_ABOUT THIS EXERCISE:_
Copy out each line of the material that includes the word "impl".

+ + + +

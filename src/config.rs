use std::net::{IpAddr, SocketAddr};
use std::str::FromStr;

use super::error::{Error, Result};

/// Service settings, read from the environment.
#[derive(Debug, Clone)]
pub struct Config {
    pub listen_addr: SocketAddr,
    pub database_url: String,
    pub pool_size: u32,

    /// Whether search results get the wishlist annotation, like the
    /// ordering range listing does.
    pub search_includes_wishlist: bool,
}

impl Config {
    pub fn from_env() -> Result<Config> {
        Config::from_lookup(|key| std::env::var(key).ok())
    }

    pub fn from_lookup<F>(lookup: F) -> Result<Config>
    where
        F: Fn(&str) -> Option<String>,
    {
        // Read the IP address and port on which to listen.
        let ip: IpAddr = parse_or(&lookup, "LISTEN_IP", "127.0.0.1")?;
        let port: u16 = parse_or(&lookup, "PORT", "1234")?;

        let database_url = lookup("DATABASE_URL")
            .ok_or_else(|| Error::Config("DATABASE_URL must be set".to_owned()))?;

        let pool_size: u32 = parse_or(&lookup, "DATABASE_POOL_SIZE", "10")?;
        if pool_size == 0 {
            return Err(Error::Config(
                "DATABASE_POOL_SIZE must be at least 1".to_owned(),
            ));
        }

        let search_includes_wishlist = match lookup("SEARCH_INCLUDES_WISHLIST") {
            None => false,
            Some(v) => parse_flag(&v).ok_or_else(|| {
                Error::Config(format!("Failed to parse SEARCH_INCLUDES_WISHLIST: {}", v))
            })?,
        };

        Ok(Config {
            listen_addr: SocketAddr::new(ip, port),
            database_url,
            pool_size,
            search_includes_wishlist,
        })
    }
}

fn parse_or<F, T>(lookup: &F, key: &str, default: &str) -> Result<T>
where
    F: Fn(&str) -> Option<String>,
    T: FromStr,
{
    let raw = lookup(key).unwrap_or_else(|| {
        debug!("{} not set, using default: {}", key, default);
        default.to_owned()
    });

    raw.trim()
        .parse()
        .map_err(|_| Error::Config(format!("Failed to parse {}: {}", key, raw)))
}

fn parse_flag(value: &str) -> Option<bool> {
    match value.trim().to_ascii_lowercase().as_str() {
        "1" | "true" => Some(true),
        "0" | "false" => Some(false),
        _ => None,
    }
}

+ + + +

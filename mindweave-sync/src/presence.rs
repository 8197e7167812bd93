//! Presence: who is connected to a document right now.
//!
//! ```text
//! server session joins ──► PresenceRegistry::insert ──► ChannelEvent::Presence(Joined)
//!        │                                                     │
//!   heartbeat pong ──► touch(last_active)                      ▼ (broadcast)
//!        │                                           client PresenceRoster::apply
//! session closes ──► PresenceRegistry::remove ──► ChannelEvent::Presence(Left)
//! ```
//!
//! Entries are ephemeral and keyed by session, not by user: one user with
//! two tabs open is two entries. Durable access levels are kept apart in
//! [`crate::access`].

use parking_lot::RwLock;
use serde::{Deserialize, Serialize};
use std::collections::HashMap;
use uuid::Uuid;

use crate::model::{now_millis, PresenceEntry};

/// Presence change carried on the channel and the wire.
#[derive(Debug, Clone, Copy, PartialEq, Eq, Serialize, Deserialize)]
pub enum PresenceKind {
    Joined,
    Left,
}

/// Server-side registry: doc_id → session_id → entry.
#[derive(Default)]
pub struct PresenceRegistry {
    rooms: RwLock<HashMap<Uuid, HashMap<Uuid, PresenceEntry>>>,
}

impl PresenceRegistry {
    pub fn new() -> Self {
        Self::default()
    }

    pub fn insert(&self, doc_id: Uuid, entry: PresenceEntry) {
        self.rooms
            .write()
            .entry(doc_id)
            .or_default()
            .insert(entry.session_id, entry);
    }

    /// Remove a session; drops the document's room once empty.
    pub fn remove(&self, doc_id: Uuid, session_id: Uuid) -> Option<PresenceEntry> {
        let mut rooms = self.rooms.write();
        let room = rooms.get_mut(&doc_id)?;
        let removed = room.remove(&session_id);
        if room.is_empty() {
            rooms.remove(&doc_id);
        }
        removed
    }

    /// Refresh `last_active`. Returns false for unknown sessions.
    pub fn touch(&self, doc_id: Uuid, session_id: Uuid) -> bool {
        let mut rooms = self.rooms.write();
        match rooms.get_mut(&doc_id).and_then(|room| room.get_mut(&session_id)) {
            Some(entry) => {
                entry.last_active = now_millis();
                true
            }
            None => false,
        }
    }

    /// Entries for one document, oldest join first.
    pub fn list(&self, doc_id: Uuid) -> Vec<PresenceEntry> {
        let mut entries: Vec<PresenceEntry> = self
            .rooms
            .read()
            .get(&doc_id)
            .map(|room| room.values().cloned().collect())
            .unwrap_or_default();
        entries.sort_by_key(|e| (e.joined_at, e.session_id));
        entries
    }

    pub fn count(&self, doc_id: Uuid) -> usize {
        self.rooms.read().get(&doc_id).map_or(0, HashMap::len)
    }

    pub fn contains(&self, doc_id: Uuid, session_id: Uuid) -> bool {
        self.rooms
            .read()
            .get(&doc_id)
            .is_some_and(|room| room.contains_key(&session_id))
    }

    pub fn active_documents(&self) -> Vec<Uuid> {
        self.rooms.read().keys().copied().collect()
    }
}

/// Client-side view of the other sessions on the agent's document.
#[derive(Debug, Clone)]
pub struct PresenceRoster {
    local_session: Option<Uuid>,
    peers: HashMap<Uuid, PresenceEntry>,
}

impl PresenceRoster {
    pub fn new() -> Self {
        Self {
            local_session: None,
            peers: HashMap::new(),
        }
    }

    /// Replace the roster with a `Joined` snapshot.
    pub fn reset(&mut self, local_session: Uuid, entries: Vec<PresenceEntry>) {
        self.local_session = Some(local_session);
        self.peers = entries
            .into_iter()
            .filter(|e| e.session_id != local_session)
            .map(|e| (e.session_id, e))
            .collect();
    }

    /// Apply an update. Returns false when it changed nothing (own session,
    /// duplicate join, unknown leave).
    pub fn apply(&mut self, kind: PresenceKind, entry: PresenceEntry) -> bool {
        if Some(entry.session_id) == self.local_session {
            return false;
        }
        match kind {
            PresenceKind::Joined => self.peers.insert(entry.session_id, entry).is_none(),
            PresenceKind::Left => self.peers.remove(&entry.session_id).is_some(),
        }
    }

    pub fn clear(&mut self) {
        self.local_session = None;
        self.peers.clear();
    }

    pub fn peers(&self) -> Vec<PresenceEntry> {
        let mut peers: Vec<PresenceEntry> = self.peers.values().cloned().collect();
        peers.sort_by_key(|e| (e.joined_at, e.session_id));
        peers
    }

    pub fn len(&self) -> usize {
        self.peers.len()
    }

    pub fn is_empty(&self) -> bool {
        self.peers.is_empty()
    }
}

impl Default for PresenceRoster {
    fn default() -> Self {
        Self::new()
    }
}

+ + + +

_OUTPUT:_
impl Config {
impl PresenceRegistry {
impl PresenceRoster {
impl Default for PresenceRoster {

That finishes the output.